In dem aktuellen Forschungsvorhaben wird sie zunächst die einschlägigen Bittschreiben verzeichnen und das weitere Schicksal der Verfasserinnen und Verfasser recherchieren, um die Handlungsspielräume, Netzwerke und Möglichkeiten des Nuntius zu erforschen. Diese Bittschreiben werden ebenfalls in der Online-Edition des Projekts „Asking the Pope for Help“ veröffentlicht. Auch mögliche Unterschiede, die in Rumänien oder im Vatikan selbst zwischen getauften und nichtgetauften Menschen jüdischer Herkunft gemacht wurden, werden so erkennbar. Darüber hinaus wird sie bisher unbekanntes Material zur lehramtlichen Grundsatzdebatte über die Vorschrift einer einjährigen Vorbereitungszeit auf die Taufe aufarbeiten, die angesichts der Umstände im Heiligen Offizium – der obersten römischen Glaubensbehörde – entbrannte.

Weitere Informationen

Zufluchtsort Brasilien 1939
© Bayerischer Schulbuchverlag

Teilprojekt "Brasilienaktion"

Hunderttausende als jüdisch verfolgte Menschen waren zur Zeit des NS-Regimes auf der Flucht aus Europa, um der Verfolgung und Deportation durch die Nationalsozialisten zu entgehen. Viele von ihnen baten Papst Pius XII. und den Vatikan um Unterstützung bei der Ausreise. Für einige bot sich ab 1940 die Hoffnung auf eine Zuflucht in Brasilien, denn das Land hatte dem Heiligen Stuhl 3.000 Visa für getaufte Menschen jüdischer Herkunft zur Verfügung gestellt. Im Rahmen des Teilprojekts „Asking the Pope for Help. Papst Pius XII. und getaufte Juden in Rumänien und Brasilien“ wird Dr. Alessandro Grazi jetzt den genauen Ablauf der Visavergabe rekonstruieren und die Möglichkeiten sowie Grenzen dieser sogenannten Brasilienaktion erforschen. Finanziert wird die zunächst auf zwei Jahre angelegte Forschungsstelle vom Exzellenzcluster Religion und Politik der Universität Münster.

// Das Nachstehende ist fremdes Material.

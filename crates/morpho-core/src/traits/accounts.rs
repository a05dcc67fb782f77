// SPDX-FileCopyrightText: 2026 Morpho Contributors
// SPDX-License-Identifier: MIT OR Apache-2.0

//! Storage adapter trait for persisted user accounts.
//!
//! These are durable row operations only. Reservation semantics (pending
//! flags, quota gating, the commit protocol) live above this trait, in the
//! account store.

use async_trait::async_trait;

use crate::error::MorphoError;
use crate::traits::adapter::PluginAdapter;
use crate::types::UserAccount;

/// Adapter for the persisted account store.
///
/// All mutations must be durably committed when the call returns: the
/// orchestrator reports a success outcome to the user only after the
/// corresponding quota decrement has been written.
#[async_trait]
pub trait AccountsAdapter: PluginAdapter {
    /// Initializes the backend (connection, migrations).
    async fn initialize(&self) -> Result<(), MorphoError>;

    /// Closes the backend, flushing pending writes.
    async fn close(&self) -> Result<(), MorphoError>;

    /// Fetches an account by user id.
    async fn get_account(&self, user_id: &str) -> Result<Option<UserAccount>, MorphoError>;

    /// Inserts an account if absent; existing rows are left untouched.
    async fn insert_account(&self, account: &UserAccount) -> Result<(), MorphoError>;

    /// Durably decrements `quota_remaining` by one.
    ///
    /// Returns `false` (without mutating) if the quota was already zero,
    /// so the counter can never go negative regardless of caller bugs.
    async fn decrement_quota(&self, user_id: &str) -> Result<bool, MorphoError>;

    /// Sets the tier to premium and adds `bonus_quota`, in one write.
    /// Re-application adds the bonus again (repeat purchases are additive).
    async fn upgrade_to_premium(&self, user_id: &str, bonus_quota: i64)
        -> Result<(), MorphoError>;

    /// Sets the selected category and clears the selected mode (the old
    /// mode is meaningless in the new category).
    async fn set_category(&self, user_id: &str, category: &str) -> Result<(), MorphoError>;

    /// Sets the selected target mode within the current category.
    async fn set_mode(&self, user_id: &str, mode: &str) -> Result<(), MorphoError>;

    /// Stores the path of an uploaded custom target image.
    async fn set_custom_target(&self, user_id: &str, path: &str) -> Result<(), MorphoError>;

    /// Arms or disarms the "next photo is a custom target" flag.
    async fn set_awaiting_target(&self, user_id: &str, awaiting: bool)
        -> Result<(), MorphoError>;

    /// Overwrites the remaining quota (administrative reset).
    async fn set_quota(&self, user_id: &str, quota: i64) -> Result<(), MorphoError>;
}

Der in Cento, Italien, geborene Historiker promovierte 2012 mit einer Arbeit zum Thema „Patria ed Affetti. Jewish Identity and Risorgimento Nationalism in the Oeuvres of Samuel Luzzatto, Isaac Reggio, and David Levi“. Nach mehreren Forschungsaufenthalten unter anderem in Jerusalem und Amsterdam war er von 2018 bis 2023 Wissenschaftlicher Mitarbeiter für digitale Jüdische Studien am Leibniz Institut für Europäische Geschichte in Mainz. Seine Forschungsschwerpunkte sind die moderne jüdische Kultur- und Geistesgeschichte, insbesondere die Geschichte jüdischer Intellektueller im Italien des 19. und 20. Jahrhunderts.

Im Brasilien-Teilprojekt wird sich Alessandro Grazi in den nächsten beiden Jahren mithilfe der seit März 2020 zugänglichen Akten zum Pontifikat Pius’ XII. in den vatikanischen Archiven mit einer Gruppe beschäftigen, die als „Getaufte Juden“, „jüdische Katholiken“, „katholische Juden“ oder „nichtarische Katholiken“ nicht nur aus der Sicht von Zeitgenossen nirgendwo richtig einzuordnen war. Bis heute ist die Gruppe der Katholiken jüdischer Herkunft und die Problematik ihrer Zugehörigkeit in der Forschung massiv unterrepräsentiert. Auf Basis der neuen Quellen ist erstmals eine differenzierte Rekonstruktion möglich, die nicht nur die Einzelschicksale der Bittsteller in den Fokus rückt, sondern auch Aussagen über den Umgang Pius’ XII. und der Römischen Kurie mit jüdisch-stämmigen Katholiken zulässt.